--- Required work ---
Please show every line in the entries below that includes the word "true".

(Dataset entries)
-----

//! LDBWS JSON response shapes.
//!
//! Only what the timetable reads is mapped; serde drops the rest. Darwin
//! leaves fields out instead of sending nulls, and not consistently, so the
//! time fields are all optional.

use serde::Deserialize;

/// Body of `GetArrivalBoard` and `GetDepartureBoard`.
#[derive(Debug, Clone, Deserialize)]
#[serde(rename_all = "camelCase")]
pub struct StationBoard {
    /// ISO 8601 timestamp with the UK offset, e.g.
    /// `2024-03-15T10:30:00.1234567+00:00`.
    pub generated_at: String,

    pub location_name: String,

    /// Board station.
    pub crs: String,

    /// The station the board was filtered on, if any.
    #[serde(rename = "filtercrs")]
    pub filter_crs: Option<String>,

    /// Absent when nothing matches the query.
    pub train_services: Option<Vec<ServiceItem>>,

    /// `false` when Darwin has suspended the board.
    pub are_services_available: Option<bool>,
}

/// One row of a board.
#[derive(Debug, Clone, Deserialize)]
#[serde(rename_all = "camelCase")]
pub struct ServiceItem {
    /// Valid only while the service is still listed.
    #[serde(rename = "serviceID")]
    pub service_id: String,

    /// Booked arrival at the board station (arrival boards).
    pub sta: Option<String>,

    /// Booked departure from the board station (departure boards).
    pub std: Option<String>,
}

/// Body of `GetServiceDetails`.
#[derive(Debug, Clone, Deserialize)]
#[serde(rename_all = "camelCase")]
pub struct ServiceDetails {
    pub generated_at: Option<String>,

    pub location_name: String,

    /// Station the detail is relative to, i.e. the board station.
    pub crs: String,

    pub sta: Option<String>,

    pub std: Option<String>,

    /// Stations called at before `crs`, origin first. More than one list
    /// means the train joins; the first list is the one it is on.
    pub previous_calling_points: Option<Vec<ArrayOfCallingPoints>>,
}

/// A `callingPoint` list.
#[derive(Debug, Clone, Deserialize)]
#[serde(rename_all = "camelCase")]
pub struct ArrayOfCallingPoints {
    #[serde(default)]
    pub calling_point: Vec<CallingPoint>,
}

#[derive(Debug, Clone, Deserialize)]
#[serde(rename_all = "camelCase")]
pub struct CallingPoint {
    pub location_name: String,

    pub crs: String,

    /// Booked time at this calling point.
    pub st: Option<String>,
}

#[cfg(test)]
mod tests {
    use super::*;

    #[test]
    fn arrival_board_from_darwin() {
        let json = r#"{
            "generatedAt": "2024-03-15T10:30:00.1234567+00:00",
            "locationName": "Kings Norton",
            "crs": "KNN",
            "filterLocationName": "Birmingham New Street",
            "filtercrs": "BHM",
            "areServicesAvailable": true,
            "trainServices": [
                {
                    "serviceID": "abc123",
                    "sta": "10:45",
                    "eta": "On time",
                    "platform": "2",
                    "operatorCode": "LM",
                    "origin": [{"locationName": "Lichfield Trent Valley", "crs": "LTV"}]
                }
            ]
        }"#;

        let board: StationBoard = serde_json::from_str(json).unwrap();

        assert_eq!(board.crs, "KNN");
        assert_eq!(board.filter_crs.as_deref(), Some("BHM"));
        assert_eq!(board.are_services_available, Some(true));

        let rows = board.train_services.unwrap();
        assert_eq!(rows.len(), 1);
        assert_eq!(rows[0].service_id, "abc123");
        assert_eq!(rows[0].sta.as_deref(), Some("10:45"));
        assert!(rows[0].std.is_none());
    }

    #[test]
    fn suspended_board_has_no_rows() {
        let json = r#"{
            "generatedAt": "2024-03-15T23:59:00+00:00",
            "locationName": "Kings Norton",
            "crs": "KNN",
            "areServicesAvailable": false
        }"#;

        let board: StationBoard = serde_json::from_str(json).unwrap();

        assert!(board.train_services.is_none());
        assert_eq!(board.are_services_available, Some(false));
    }

    #[test]
    fn service_details_with_chain() {
        let json = r#"{
            "generatedAt": "2024-03-15T10:30:00Z",
            "locationName": "Kings Norton",
            "crs": "KNN",
            "operator": "West Midlands Trains",
            "sta": "10:45",
            "eta": "On time",
            "previousCallingPoints": [
                {
                    "callingPoint": [
                        {"locationName": "Birmingham New Street", "crs": "BHM", "st": "10:30", "at": "10:31"},
                        {"locationName": "Five Ways", "crs": "FWY", "st": "10:33"},
                        {"locationName": "Selly Oak", "crs": "SLY", "st": "10:38"}
                    ]
                }
            ]
        }"#;

        let details: ServiceDetails = serde_json::from_str(json).unwrap();

        assert_eq!(details.crs, "KNN");
        assert_eq!(details.sta.as_deref(), Some("10:45"));
        assert!(details.std.is_none());

        let chain = &details.previous_calling_points.as_ref().unwrap()[0].calling_point;
        assert_eq!(chain.len(), 3);
        assert_eq!(chain[0].crs, "BHM");
        assert_eq!(chain[2].st.as_deref(), Some("10:38"));
    }

    #[test]
    fn calling_point_list_may_be_missing() {
        let json = r#"{"serviceChangeRequired": false}"#;
        let array: ArrayOfCallingPoints = serde_json::from_str(json).unwrap();
        assert!(array.calling_point.is_empty());
    }
}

-----

--- Expected answer ---
            "areServicesAvailable": true,
        assert_eq!(board.are_services_available, Some(true));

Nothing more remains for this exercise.